C’est une affaire réglée, quoiqu’il en soit, tout cela est entre les mains de mes avocats, et bien entendu, j’irai au bout de mon contrat avec les gens de Keystone, et s’ils mettent une meilleure offre sur la table, je resterai où je suis. Cette opportunité avec Marcus Lowe est concrète : j’ai la garantie d’être dans toutes ses salles ainsi que de vendre à l’extérieur par la suite. Bref, je t’expliquerai tout cela dans ma prochaine lettre. Il financera toute l’opération et si elle aboutit, cela est synonyme de jackpot pour nous.
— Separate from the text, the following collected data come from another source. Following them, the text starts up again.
//! Command line interface
//!
//! Argument parsing and the runner that loads configuration, builds the
//! registry clients and tool collaborators, and executes one pipeline batch.

pub mod args;
pub mod runner;

pub use args::Args;
pub use runner::Runner;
Mr Sennett est à New York. Il dit vouloir t’écrire et te faire une offre. Je lui ai assuré que tu serais parfait pour le cinéma, bien sûr il ne te connait pas et se contente de suivre simplement mes recommandations. Il dit vouloir te donner 150 $ pour commencer. Je lui ai répondu que tu gagnais déjà cela et que tu n’imaginais pas de te déplacer pour la même somme. Si toutefois tu l’envisages, ne signe pas pour une trop longue durée, parce que je te voudrai avec moi lorsque je commencerais. Je pourrai t’obtenir 250 $ très facilement mais tu devras alors signer un contrat. Il vaut mieux pour toi que tu viennes pour trois mois auprès de Keystone, et qu’ensuite tu travailles à notre propre compte. Tu auras des nouvelles de Sennett, mais ne viens pas pour moins que cela, compris ?
[...]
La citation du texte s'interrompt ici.